*PROBLEM REQUIREMENTS:* Where does the string "Result" appear in the records? Copy every line that contains it.

(Collected data)
>>>>

//! Collision Response Demo
//!
//! Scripted walk through a small level:
//! - The player starts on a raised platform and walks off its edge
//! - Halfway across the ground it jumps once
//! - It ends up pressed against the wall at the far end
//! - Finally it is teleported back onto the platform
//!
//! Position and falling state are logged twice a second. An optional
//! first argument names a `.toml` or `.ron` physics config file.

use scene_physics::prelude::*;

// Level layout
const GROUND_HALF_SIZE: f32 = 1000.0;
const GROUND_CELLS: u32 = 20;
const WALL_X: f32 = 600.0;
const WALL_HEIGHT: f32 = 300.0;
const PLATFORM_CENTER: Vec3 = Vec3::new(-450.0, 50.0, 0.0);
const PLATFORM_EXTENTS: Vec3 = Vec3::new(150.0, 50.0, 200.0);
const PLAYER_START: Vec3 = Vec3::new(-450.0, 200.0, 0.0);

// Script, all times on the 16 ms tick grid
const TICK_MS: u64 = 16;
const LOG_INTERVAL_MS: u64 = 500;
const WALK_START_MS: u64 = 1008;
const JUMP_MS: u64 = 4000;
const TELEPORT_MS: u64 = 12000;
const SCRIPT_END_MS: u64 = 13008;

const WALK_SPEED: f32 = 150.0;
const JUMP_SPEED: f32 = 4.0;

fn main() -> Result<(), Box<dyn std::error::Error>> {
    env_logger::Builder::from_default_env()
        .filter_level(log::LevelFilter::Info)
        .init();

    let config = match std::env::args().nth(1) {
        Some(path) => {
            log::info!("Loading physics config from {}", path);
            PhysicsConfig::load_from_file(&path)?
        }
        None => PhysicsConfig::default(),
    };

    let mut scene = SceneManager::new();
    let level = build_level(&mut scene, &config)?;

    let player = scene.add_node(
        SceneNode::new("player")
            .with_position(PLAYER_START)
            .with_animator(VelocityAnimator::new(Vec3::zeros()))
            .with_animator(CollisionResponseAnimator::from_config(level, &config.collision_response)),
    );

    run_script(&mut scene, player);
    report_ground(&scene, player, level);

    Ok(())
}

/// Ground grid in an octree, a wall mesh and a box platform, combined in one meta selector
fn build_level(scene: &mut SceneManager, config: &PhysicsConfig) -> Result<SelectorId, SceneError> {
    let ground_mesh = ground_mesh()?;
    let ground = OctreeTriangleSelector::from_mesh(None, &ground_mesh, &config.octree);
    log::info!(
        "Ground: {} triangles in {} octree nodes",
        ground.octree().triangle_count(),
        ground.octree().node_count()
    );
    let ground = scene.add_selector(Box::new(ground));

    let wall = scene.add_selector(Box::new(MeshTriangleSelector::from_mesh(None, &wall_mesh()?)));

    let platform = scene.add_node(
        SceneNode::new("platform")
            .with_position(PLATFORM_CENTER)
            .with_bounding_box(AABB::from_center_extents(Vec3::zeros(), PLATFORM_EXTENTS)),
    );
    let platform_proxy = scene.add_selector(Box::new(BoundingBoxTriangleSelector::new(platform)));
    scene.set_node_selector(platform, Some(platform_proxy))?;

    scene.update_absolute_transforms();

    Ok(scene.add_selector(Box::new(MetaTriangleSelector::with_selectors(vec![
        ground,
        wall,
        platform_proxy,
    ]))))
}

/// Flat grid at y = 0, facing up
fn ground_mesh() -> Result<IndexedMesh, SceneError> {
    let cell = 2.0 * GROUND_HALF_SIZE / GROUND_CELLS as f32;
    let row = GROUND_CELLS + 1;

    let mut vertices = Vec::with_capacity((row * row) as usize);
    for i in 0..row {
        for j in 0..row {
            vertices.push(Vec3::new(
                -GROUND_HALF_SIZE + i as f32 * cell,
                0.0,
                -GROUND_HALF_SIZE + j as f32 * cell,
            ));
        }
    }

    let mut indices = Vec::with_capacity((GROUND_CELLS * GROUND_CELLS * 6) as usize);
    for i in 0..GROUND_CELLS {
        for j in 0..GROUND_CELLS {
            let a = i * row + j;
            let b = a + 1;
            let c = b + row;
            let d = a + row;
            indices.extend_from_slice(&[a, b, c, a, c, d]);
        }
    }

    IndexedMesh::from_indexed(&vertices, &indices)
}

/// Quad in the plane x = WALL_X, facing -X
fn wall_mesh() -> Result<IndexedMesh, SceneError> {
    let vertices = [
        Vec3::new(WALL_X, 0.0, -GROUND_HALF_SIZE),
        Vec3::new(WALL_X, 0.0, GROUND_HALF_SIZE),
        Vec3::new(WALL_X, WALL_HEIGHT, GROUND_HALF_SIZE),
        Vec3::new(WALL_X, WALL_HEIGHT, -GROUND_HALF_SIZE),
    ];
    IndexedMesh::from_indexed(&vertices, &[0, 1, 3, 1, 2, 3])
}

fn run_script(scene: &mut SceneManager, player: NodeId) {
    let mut next_log_ms = 0;
    let mut time_ms = 0;

    while time_ms <= SCRIPT_END_MS {
        match time_ms {
            WALK_START_MS => {
                log::info!("Walking towards +X at {} units/s", WALK_SPEED);
                set_walk_velocity(scene, player, Vec3::new(WALK_SPEED, 0.0, 0.0));
            }
            JUMP_MS => {
                log::info!("Jump");
                if let Some(response) = scene.collision_response_mut(player) {
                    response.jump(JUMP_SPEED);
                }
            }
            TELEPORT_MS => {
                log::info!("Teleporting back onto the platform");
                set_walk_velocity(scene, player, Vec3::zeros());
                if let Some(node) = scene.node_mut(player) {
                    node.set_position(PLAYER_START);
                }
                if let Some(response) = scene.collision_response_mut(player) {
                    response.reset();
                }
            }
            _ => {}
        }

        scene.animate(time_ms);

        if time_ms >= next_log_ms {
            log_state(scene, player, time_ms);
            next_log_ms += LOG_INTERVAL_MS;
        }

        time_ms += TICK_MS;
    }
}

fn set_walk_velocity(scene: &mut SceneManager, player: NodeId, velocity: Vec3) {
    let Some(node) = scene.node_mut(player) else {
        return;
    };
    if let Some(walker) = node.animators_mut().iter_mut().find_map(Animator::as_velocity_mut) {
        walker.set_velocity(velocity);
    }
}

fn log_state(scene: &SceneManager, player: NodeId, time_ms: u64) {
    let (Some(node), Some(response)) = (scene.node(player), scene.collision_response(player)) else {
        return;
    };
    let p = node.position();
    log::info!(
        "t={:>5} ms  pos=({:>7.1}, {:>6.1}, {:>5.1})  falling={}",
        time_ms,
        p.x,
        p.y,
        p.z,
        response.is_falling()
    );
}

/// Line pick straight down from the player, ignoring its own geometry
fn report_ground(scene: &SceneManager, player: NodeId, level: SelectorId) {
    let Some(node) = scene.node(player) else {
        return;
    };
    let start = node.position();
    let line = Line3::new(start, start - Vec3::new(0.0, 1000.0, 0.0));

    match SceneCollisionManager::new(scene).collision_point(&line, level, true, Some(player)) {
        Some(hit) => log::info!("Ground below the player at y = {:.1}", hit.point.y),
        None => log::warn!("Nothing below the player"),
    }
}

<<<<

*PROBLEM SOLUTION:*
fn main() -> Result<(), Box<dyn std::error::Error>> {
fn build_level(scene: &mut SceneManager, config: &PhysicsConfig) -> Result<SelectorId, SceneError> {
fn ground_mesh() -> Result<IndexedMesh, SceneError> {
fn wall_mesh() -> Result<IndexedMesh, SceneError> {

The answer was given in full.